Reconciling Utility with Liberal Justice: John Stuart Mill's Minimalist Utilitarianism

Dissertation, The University of Tennessee (2001)

Many philosophers have argued that there are two John Stuart Mills. There is the rights supporting liberal Mill of On Liberty, and then there is the author of Utilitarianism. This reading often presupposes that there is no possibility of reconciling these two Mills, since it is purportedly impossible to be both a supporter of liberal justice and utilitarianism. I propose specific readings of On Liberty and Utilitarianism that make this claim far from credible. ;In Chapter One, I address the most common objection to utilitarianism, namely, that utilitarianism cannot support rights at all.
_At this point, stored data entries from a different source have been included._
use std::net::UdpSocket;
use std::sync::atomic::{AtomicBool, AtomicUsize, Ordering};
use std::sync::Arc;
use std::time::Duration;

use parking_lot::{Condvar, Mutex};

use crate::filter::{Filter, FilterId};
use crate::transport::{TransportAddress, TransportKind};

use super::virtual_socket::{VirtualSocket, VirtualSocketInner};
use super::DemuxError;

/// The poll interval used so a blocked physical read notices a
/// concurrent `close()` promptly instead of holding the reader slot
/// forever.
const CLOSE_POLL_INTERVAL: Duration = Duration::from_millis(200);

struct FilterEntry {
    id: FilterId,
    filter: Arc<dyn Filter>,
    socket: Arc<VirtualSocketInner>,
}

pub(super) struct SharedDemux {
    socket: UdpSocket,
    filters: Mutex<Arc<Vec<FilterEntry>>>,
    default_socket: Arc<VirtualSocketInner>,
    in_receive: Mutex<bool>,
    reader_gate: Condvar,
    readers_in_flight: AtomicUsize,
    closed: AtomicBool,
}

impl SharedDemux {
    /// Attempts to become the single physical reader. Non-blocking: if
    /// someone else already holds the slot, returns `false` so the
    /// caller falls back to waiting on its own queue instead.
    pub(super) fn try_become_reader(&self) -> bool {
        let mut in_receive = self.in_receive.lock();
        if *in_receive || self.closed.load(Ordering::Acquire) {
            return false;
        }
        *in_receive = true;
        self.readers_in_flight.fetch_add(1, Ordering::AcqRel);
        true
    }

    pub(super) fn release_reader(&self) {
        *self.in_receive.lock() = false;
        self.readers_in_flight.fetch_sub(1, Ordering::AcqRel);
        self.reader_gate.notify_all();
    }

    /// Performs one physical `recv_from`, then fans the datagram out to
    /// every filter that accepts it (each gets a cloned copy), falling
    /// back to the default queue when nothing matched.
    pub(super) fn read_and_fan_out(&self) -> Result<(), DemuxError> {
        let mut buf = [0u8; 65536];

        loop {
            if self.closed.load(Ordering::Acquire) {
                return Err(DemuxError::Closed);
            }

            match self.socket.recv_from(&mut buf) {
                Ok((len, from)) => {
                    let datagram = buf[..len].to_vec();
                    let from_addr = TransportAddress::from_socket_addr(from, TransportKind::Udp);
                    self.fan_out(datagram, from_addr);
                    return Ok(());
                }
                Err(err)
                    if matches!(
                        err.kind(),
                        std::io::ErrorKind::WouldBlock | std::io::ErrorKind::TimedOut
                    ) =>
                {
                    continue;
                }
                Err(err) => return Err(DemuxError::Io(err)),
            }
        }
    }

    fn fan_out(&self, datagram: Vec<u8>, from: TransportAddress) {
        let filters = self.filters.lock().clone();

        let mut matched = false;
        for entry in filters.iter() {
            if entry.filter.accepts(&datagram, from) {
                matched = true;
                entry.socket.push((datagram.clone(), from));
            }
        }

        if !matched {
            self.default_socket.push((datagram, from));
        }
    }

    fn close(&self) {
        self.closed.store(true, Ordering::Release);
        self.reader_gate.notify_all();

        // Wait for any in-flight physical read to notice the flag and
        // return, so the endpoint isn't reused while a reader still
        // references it. Reads wake up at most every CLOSE_POLL_INTERVAL.
        while self.readers_in_flight.load(Ordering::Acquire) > 0 {
            std::thread::sleep(CLOSE_POLL_INTERVAL);
        }

        self.default_socket.close();
        for entry in self.filters.lock().iter() {
            entry.socket.close();
        }
    }
}

/// A single UDP endpoint shared between STUN traffic and application
/// payload, fanned out to filter-keyed virtual sockets.
pub struct MultiplexingSocket {
    shared: Arc<SharedDemux>,
}

impl MultiplexingSocket {
    pub fn bind(socket: UdpSocket) -> std::io::Result<Self> {
        socket.set_read_timeout(Some(CLOSE_POLL_INTERVAL))?;
        Ok(Self {
            shared: Arc::new(SharedDemux {
                socket,
                filters: Mutex::new(Arc::new(Vec::new())),
                default_socket: Arc::new(VirtualSocketInner::new()),
                in_receive: Mutex::new(false),
                reader_gate: Condvar::new(),
                readers_in_flight: AtomicUsize::new(0),
                closed: AtomicBool::new(false),
            }),
        })
    }

    /// Attaches a filter under `id`, returning its virtual socket.
    /// Idempotent: a second call with the same `id` returns the
    /// existing socket rather than creating a new queue.
    pub fn attach_filter(&self, id: FilterId, filter: impl Filter + 'static) -> VirtualSocket {
        let mut filters = self.shared.filters.lock();

        if let Some(entry) = filters.iter().find(|entry| entry.id == id) {
            return VirtualSocket {
                inner: Arc::clone(&entry.socket),
                demux: Arc::clone(&self.shared),
            };
        }

        let socket = Arc::new(VirtualSocketInner::new());
        let mut next = (**filters).clone();
        next.push(FilterEntry {
            id,
            filter: Arc::new(filter),
            socket: Arc::clone(&socket),
        });
        *filters = Arc::new(next);

        VirtualSocket {
            inner: socket,
            demux: Arc::clone(&self.shared),
        }
    }

    /// The implicit virtual socket receiving every datagram no attached
    /// filter accepted.
    pub fn default_socket(&self) -> VirtualSocket {
        VirtualSocket {
            inner: Arc::clone(&self.shared.default_socket),
            demux: Arc::clone(&self.shared),
        }
    }

    pub fn send_to(&self, bytes: &[u8], to: TransportAddress) -> std::io::Result<()> {
        self.shared.socket.send_to(bytes, to.to_socket_addr())?;
        Ok(())
    }

    pub fn local_addr(&self) -> std::io::Result<std::net::SocketAddr> {
        self.shared.socket.local_addr()
    }

    /// Wakes every blocked receiver and stops delivering further
    /// datagrams. Blocks until any in-flight physical read has
    /// returned.
    pub fn close(&self) {
        self.shared.close();
    }
}

impl crate::transaction::DatagramSender for MultiplexingSocket {
    fn send_to(&self, bytes: &[u8], to: TransportAddress) -> std::io::Result<()> {
        MultiplexingSocket::send_to(self, bytes, to)
    }
}
mod client;
mod manager;
mod scheduler;
mod server;

pub use client::{ClientTransaction, ClientTransactionEvent, ClientTransactionState};
pub use manager::{DatagramSender, RequestEvent, StunListener, StunStack};
pub use scheduler::{Scheduler, TimerHandle};
pub use server::{ServerTransaction, ServerTransactionState};

use thiserror::Error;

use crate::definitions::StunTransactionId;

/// Transaction-manager level failures.
#[derive(Error, Debug)]
pub enum TransactionError {
    #[error("No live client transaction for id {0:?}.")]
    UnknownClientTransaction(StunTransactionId),
    #[error("I/O failure sending a transaction's bytes.")]
    Io(#[from] std::io::Error),
    #[error("The transaction was cancelled before it could be sent.")]
    Cancelled,
}

/// Why a client transaction failed to reach a normal Response
/// conclusion.
#[derive(Debug, Copy, Clone, Eq, PartialEq)]
pub enum FailureReason {
    /// All retransmissions were exhausted without a matching response.
    Timeout,
    /// The underlying transport reported the destination unreachable.
    Unreachable,
    /// The response datagram failed to decode. Carries
    /// [`crate::message::MessageDecodeError::code`].
    DecodeFailed(u16),
    /// The application cancelled the transaction.
    Cancelled,
}
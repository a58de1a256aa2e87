use crate::channel_data::is_stun_message;
use crate::transport::TransportAddress;

/// A demultiplexing predicate: given a received datagram and the address
/// it arrived from, decide whether it belongs to this filter's virtual
/// socket. Filters never mutate the datagram; multiple filters may
/// accept the same datagram, in which case each gets its own clone.
pub trait Filter: Send + Sync {
    fn accepts(&self, datagram: &[u8], from: TransportAddress) -> bool;
}

impl<F> Filter for F
where
    F: Fn(&[u8], TransportAddress) -> bool + Send + Sync,
{
    fn accepts(&self, datagram: &[u8], from: TransportAddress) -> bool {
        self(datagram, from)
    }
}

/// Identifies a registered filter for the purposes of idempotent
/// `attach_filter` calls. Rust closures have no useful `Eq`, so identity
/// here is whatever the caller supplies rather than structural equality
/// of the predicate itself — see `DESIGN.md` for the rationale.
#[derive(Debug, Copy, Clone, Eq, PartialEq, Hash)]
pub struct FilterId(pub u64);

/// The first byte of a STUN method field, reconstructed from the wire
/// bytes the way the filter contract describes it (top six bits of byte
/// 0 plus the low seven bits of byte 1), restricted to Binding and the
/// two RFC3489 reserved methods.
fn stun_method(datagram: &[u8]) -> u16 {
    ((datagram[0] & 0xFE) as u16) << 8 | (datagram[1] & 0xEF) as u16
}

/// Accepts any datagram that looks like a STUN message addressed to
/// Binding or one of the two legacy reserved methods.
pub fn stun_accept(datagram: &[u8], _from: TransportAddress) -> bool {
    if datagram.len() < 20 || !is_stun_message(datagram[0]) {
        return false;
    }

    matches!(stun_method(datagram), 0x000 | 0x001 | 0x002)
}

/// Like [`stun_accept`], further restricted to datagrams arriving from a
/// specific configured server address.
pub fn stun_from_server(
    server: TransportAddress,
) -> impl Fn(&[u8], TransportAddress) -> bool + Send + Sync {
    move |datagram, from| stun_accept(datagram, from) && from == server
}

#[cfg(test)]
mod tests {
    use super::*;
    use crate::transport::TransportKind;
    use std::net::{IpAddr, Ipv4Addr};

    fn addr() -> TransportAddress {
        TransportAddress::udp(IpAddr::V4(Ipv4Addr::LOCALHOST), 3478)
    }

    #[test]
    fn rejects_short_datagrams() {
        assert!(!stun_accept(&[0u8; 10], addr()));
    }

    #[test]
    fn accepts_binding_request_shape() {
        let mut datagram = vec![0u8; 20];
        datagram[0] = 0x00;
        datagram[1] = 0x01;
        assert!(stun_accept(&datagram, addr()));
    }

    #[test]
    fn from_server_rejects_other_senders() {
        let server = addr();
        let other = TransportAddress::udp(IpAddr::V4(Ipv4Addr::new(10, 0, 0, 1)), 1);
        let mut datagram = vec![0u8; 20];
        datagram[1] = 0x01;

        let filter = stun_from_server(server);
        assert!(filter(&datagram, server));
        assert!(!filter(&datagram, other));
    }

    #[test]
    fn kind_is_part_of_filter_identity() {
        let udp = TransportAddress::udp(IpAddr::V4(Ipv4Addr::LOCALHOST), 1);
        let tcp = TransportAddress::tcp(IpAddr::V4(Ipv4Addr::LOCALHOST), 1);
        assert_ne!(udp, tcp);
        let _ = TransportKind::Udp;
    }
}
Properly understood, utilitarianism is at its core a moral theory that takes at least one right seriously, the right to equal consideration, and this is recognized even by sophisticated opponents of Utilitarianism such as Mark Rowlands. In fact, the noted political philosopher Ronald Dworkin has argued that there is no logical reason why utilitarians are required to accept the most narrow formulation of this right. ;In Chapter Two I offer a reading of Mill's On Liberty. I suggest that there are two primary ways one can misread this work. The first is to insist that since Mill is one of the more important classical economists, he must be a strong supporter of libertarian property rights. The second mistake is to assume that the Harm Principle as raised by Mill in Chapter I of On Liberty is Mill's final word on this issue. ;In Chapter Three, I argue that once Mill's utilitarianism is properly understood his claim that the rights he advocates in On Liberty are utilitarian in nature is both plausible and defendable. Following Rem B. Edwarls, I argue that Mill is not a maximizing utilitarian. Once Mill is read as a moral minimalist, it is not difficult to reconcile his liberalism with his utilitarianism. ;In Chapter Four, I answer the Rawlsian objection directly. John Rawls has suggested that utilitarianism cannot be successfully used to support principles of justice. I argue that Rawls' charges are not as damaging to a Millian theory of Justice as is commonly believed.